On Friday, 30 July 2021 at 04:22:12 UTC, Mathias LANG wrote:
> On Friday, 30 July 2021 at 03:45:21 UTC, Ali Çehreli wrote:
> Almost all of my programs are in the following pattern:
import std.stdio;
void main(string[] args) {
version (unittest) {
// Don't execute the main program when unit testing
return;
}
}
Are you aware that this isn't necessary since v2.090.0 ?
https://dlang.org/changelog/2.090.0.html#unittest-default
Thanks for that. DRT-
env vars look worth looking into. I'm on gdc-11.1.0, and it has been running main after tests with -funittest
here.
Willing to put up with hacky for the caves I'm exploring, for now, and will aim for DRT-
insider tectonics while climbing up the D ladder.
And for the interested and influencers. 58, started programming on a TRS-80, late 1970s-ish. Self taught, BASIC and Z-80 assembler. Wrote a relocatable debugger on the 8K machine, source saved and loaded using audio cassette tape. Programming languages have been my hobby since day 1. Count as an over 10,000 hour expert in Forth, C, COBOL, REBOL, Unicon. (Well, maybe not 10,000 hours each, but books and articles written). 50+ languages studied purely for interest, and when directed by management. Perl, Python, PHP, on and on. That is to set the frame of how I'm seeing and experiencing the learning curve and onboarding with D. ;-)

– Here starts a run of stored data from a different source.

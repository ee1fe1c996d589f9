use thiserror::Error;

#[derive(Error, Debug)]
pub enum AlertError {
    #[error("invalid alert: {0}")]
    InvalidDraft(String),

    #[error("storage error: {0}")]
    Storage(#[from] std::io::Error),

    #[error("JSON error: {0}")]
    Json(#[from] serde_json::Error),

    #[error("price request failed: {0}")]
    Http(#[from] reqwest::Error),

    #[error("price API returned {status}: {body}")]
    PriceApi { status: u16, body: String },

    #[error("configuration error: {0}")]
    Config(String),
}

pub type Result<T> = std::result::Result<T, AlertError>;
//! Library entrypoint for the price alert engine.
//!
//! The engine is usable on its own (see [`engine::AlertEngine`]); the HTTP
//! surface in `controllers`/`routes` exposes it to the dashboard and lets
//! integration tests under `tests/` drive it through a router.

pub mod config;
pub mod error;
pub mod logging;
pub mod models;

pub mod engine;
pub mod services;

pub mod events;

pub mod controllers;
pub mod routes;

pub use engine::{AlertEngine, AlertEngineBuilder};
pub use error::{AlertError, Result};

#[derive(Clone)]
pub struct AppState {
    pub engine: AlertEngine,
    pub settings: config::Settings,
    pub events_tx: tokio::sync::broadcast::Sender<models::Alert>,
}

Onboarding is working out to be awesome. Thanks to the community and active participants. That is meant both as a fact, and a personal thanks.
Had some troubles with dmd
install packages on 32bit Ubuntu at first, now working fine. dmd
was generating code that abended during the init for main, and never got to main. Problem gone in the 2.097.1 package. So it's more fun with rdmd, and dub, and the reference implementation. I volunteer with GNU as a maintainer, so I lean gdc
, and will probably not explore ldc
that much, but that is part of fulfilling wants and desires with options left over.
Curiousities fulfilled quickly, thanks to the forums.
For the learning curve. There is an immediate sense of recognition, lasts about 3 programs beyond Hello, world. Then an initial wall of oh, these are new angles, and syntax requirements, more reading before not confused.
Then you find Ali's book and spend a few hours in information soak time, awaiting the osmosis. Over the wall, and start up the steps. Say level 3 now. Can read D source fairly quickly, but would have a tough time writing code with the various combinations of attributes in a high quality way. Unlikely to invent a code path that hasn't been explored by someone else already. Monkey see, monkey do, with some ok, let's try this thrown in.
With level 10 being the goal of enlightenment, say level 6 to qualify for a paying gig as a junior with mentor, and 8 being self reliant and trusted to give advice, perhaps on a logarithmic scale at the higher levels of getting it without needing to slowly mentally unwind the syntax and semantics, I've been about 10 to spurts of more hours in a given week or two, getting up each step (quickness of mental translation of syntax, and sense of deepness and correctness of semantic understanding. Level 3, maybe 4 now. Getting close to 100 hundreds hours of reading an twiddling. Not as fast as in the younger days, but a satisfying pace. Have not needed to program in D in anger, no deadlines or on the job stress inducing time expectations. Not yet. Looking forward to first opportunity though, and will jump. ;-)
Kudos team and contributors.
Can't really suggest that many improvements to resources needed for learning D, as a hobbyist not on a clock, being new still and low enough to not know what detail interactions might be less approachable. So far, very approachable. Not confusing, but tantalizing caves to explore and integrate into knowing about potentials, super powers, and dark corners that may need to be accounted for.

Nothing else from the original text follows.